[Saved entries]
//! `~/.plue/config.toml` loading.

use std::path::{Path, PathBuf};

use plue_lsp::LspConfig;
use serde::Deserialize;

#[derive(Debug, thiserror::Error)]
pub enum ConfigError {
    #[error("failed to read config at {}: {source}", path.display())]
    Read {
        path: PathBuf,
        #[source]
        source: std::io::Error,
    },
    #[error("failed to parse config at {}: {source}", path.display())]
    Parse {
        path: PathBuf,
        #[source]
        source: toml::de::Error,
    },
}

impl ConfigError {
    pub fn path(&self) -> &Path {
        match self {
            ConfigError::Read { path, .. } | ConfigError::Parse { path, .. } => path,
        }
    }
}

#[derive(Debug, Default, Deserialize)]
pub struct PlueConfig {
    #[serde(default)]
    pub lsp: LspConfig,
}

impl PlueConfig {
    /// Load `explicit` if given (it must exist), else the default path.
    /// A missing default file yields the defaults.
    pub fn load(explicit: Option<&Path>) -> Result<Self, ConfigError> {
        let path = match explicit {
            Some(path) => path.to_path_buf(),
            None => match config_path() {
                Some(path) if path.exists() => path,
                _ => return Ok(Self::default()),
            },
        };

        let content = match std::fs::read_to_string(&path) {
            Ok(content) => content,
            Err(err) => {
                tracing::warn!("Failed to read config at {:?}: {}", path, err);
                return Err(ConfigError::Read { path, source: err });
            }
        };

        match toml::from_str(&content) {
            Ok(config) => Ok(config),
            Err(err) => {
                tracing::warn!("Failed to parse config at {:?}: {}", path, err);
                Err(ConfigError::Parse { path, source: err })
            }
        }
    }
}

pub fn config_path() -> Option<PathBuf> {
    dirs::home_dir().map(|home| home.join(".plue").join("config.toml"))
}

Work to complete:
From the data, pick out every line that includes "PathBuf".

Worked solution:
use std::path::{Path, PathBuf};
        path: PathBuf,
        path: PathBuf,
pub fn config_path() -> Option<PathBuf> {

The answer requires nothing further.